Sie gehören keineswegs zum alten Eisen: Mit Pfeifen und Tröten bewaffnet stürmen 30 Senioren die Filiale der spanischen Pleite-Großbank Bankia in Madrid. Entrollen ein Transparent, auf dem steht: „Keinen Euro für die Rettung der Banken.“ Die grauhaarigen Bankbesetzer in leuchtend gelben Warnwesten skandieren: „Das ist keine Krise, sondern Betrug.“ Dann verlesen die Pensionisten ein Protestmanifest, in dem sie bekennen, den Kampf für die Zukunft ihrer Kinder nicht aufgeben zu wollen.

Überall im Krisenland Spanien spielen sich derzeit ähnliche Szenen ab: Senioren besetzen Geldinstitute, Behörden, Gesundheitszentren und Büros der Sozialversicherung. Demonstrieren gegen die „brutale Sparpolitik“ der konservativen spanischen Regierung, welche zu Kürzungen bei den Ausgaben für Bildung, Gesundheit, Pflege, Renten und Familienförderung führt. Die alte Generation des südlichen Schulden-Eurostaates, der auf die Zahlungsunfähigkeit zutreibt, ist aus dem Ruhestand zurückgekehrt und klettert auf die Barrikaden.

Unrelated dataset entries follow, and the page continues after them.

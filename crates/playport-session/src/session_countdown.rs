use serde::{Deserialize, Serialize};

use crate::session_timer::{TimerHandle, TimerPurpose, TimerQueue};

#[derive(Debug, Clone, Copy, PartialEq, Eq, Serialize, Deserialize)]
/// Public struct `CountdownSnapshot` used across Playport components.
pub struct CountdownSnapshot {
    pub is_open: bool,
    pub has_interacted: bool,
    pub counting_down: bool,
}

/// Dismissible affordance that auto-closes unless the user has interacted with it.
#[derive(Debug, Clone, Copy, PartialEq, Eq)]
pub struct Countdown {
    purpose: TimerPurpose,
    is_open: bool,
    has_interacted: bool,
    handle: Option<TimerHandle>,
}

impl Countdown {
    pub fn new(purpose: TimerPurpose) -> Self {
        Self {
            purpose,
            is_open: false,
            has_interacted: false,
            handle: None,
        }
    }

    /// Opens the affordance with a fresh auto-close countdown. Returns true if
    /// it was closed before.
    pub fn open(&mut self, queue: &mut TimerQueue, now_ms: u64, window_ms: u64) -> bool {
        let was_open = self.is_open;
        self.cancel_timer(queue);
        self.is_open = true;
        if !self.has_interacted {
            self.handle = Some(queue.schedule(now_ms, window_ms, self.purpose));
        }
        !was_open
    }

    /// Tap on the collapsed affordance: re-open it. No effect while open.
    pub fn tap(&mut self, queue: &mut TimerQueue, now_ms: u64, window_ms: u64) -> bool {
        if self.is_open {
            return false;
        }
        self.open(queue, now_ms, window_ms)
    }

    /// Tap on the close control: closes and disables auto-close for the session.
    pub fn close_tapped(&mut self, queue: &mut TimerQueue) -> bool {
        self.has_interacted = true;
        self.dismiss(queue)
    }

    /// Closes without recording an interaction. Returns true if it was open.
    pub fn dismiss(&mut self, queue: &mut TimerQueue) -> bool {
        self.cancel_timer(queue);
        let was_open = self.is_open;
        self.is_open = false;
        was_open
    }

    /// Applies a released timer. Returns true when this countdown closed.
    pub fn on_timer_fired(&mut self, handle: TimerHandle) -> bool {
        if self.handle != Some(handle) {
            return false;
        }
        self.handle = None;
        let was_open = self.is_open;
        self.is_open = false;
        was_open
    }

    pub fn is_open(&self) -> bool {
        self.is_open
    }

    pub fn has_interacted(&self) -> bool {
        self.has_interacted
    }

    pub fn snapshot(&self) -> CountdownSnapshot {
        CountdownSnapshot {
            is_open: self.is_open,
            has_interacted: self.has_interacted,
            counting_down: self.handle.is_some(),
        }
    }

    fn cancel_timer(&mut self, queue: &mut TimerQueue) {
        if let Some(handle) = self.handle.take() {
            queue.cancel(handle);
        }
    }
}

Und das nicht erst, seit vergangenes Wochenende bekannt geworden ist, dass die spanische Regierung in der Finanznot die Pensionskasse geplündert hat. Vielmehr kämpfen die selbst ernannten „Yayoflautas“, also „Opaflöten“, für die Rechte der jungen Generation und gegen die Vormachtstellung der Banken. „Den Bankern wird das Geld in den Hintern geschoben, und die kleinen Leute müssen sehen, wie sie zurechtkommen“, empören sie sich. Die Yayoflautas haben wenig Verständnis für die milliardenschweren Hilfen, mit denen Staat und EU marode spanische Banken vor der Pleite bewahren.

Jede vierte Familie unter Armutsschwelle

Die gleichen Banken, welche nun am Rettungstropf hängen, haben bereits zehntausende Menschen aus ihren Wohnungen geklagt, weil die Bewohner ihre Hypotheken nicht mehr zahlen können. Hohe Arbeitslosigkeit, Steuererhöhungen und Einkommensverluste treiben immer mehr Spanier in die Armut. Inzwischen lebt fast jede vierte Familie unter der Armutsschwelle. Die öffentlichen und karitativen Suppenküchen schaffen es nicht mehr, all jenen eine warme Mahlzeit zu geben, die es nötig hätten.

„Wir können nicht tatenlos zusehen“, sagt die 65-jährige Pilar Goytre. „Wir sind auf dem Wege, alles zu verlieren, was wir bisher erreicht haben“, zürnt sie. „Wir Pensionäre müssen nun unseren Kindern beistehen“, pflichtet ein rüstiger Rentner bei. „Meine Tochter und auch ihr Ehemann haben ihre Jobs verloren.“

Wichtiges Sozialnetz

Mehr als 26 Prozent der aktiven Bevölkerung, annähernd sechs Millionen Menschen, sind derzeit in Spanien arbeitslos, wie neue Zahlen des europäischen Statistikamts Eurostat zeigen. Bei den unter 25-Jährigen stehen 56 Prozent auf der Straße.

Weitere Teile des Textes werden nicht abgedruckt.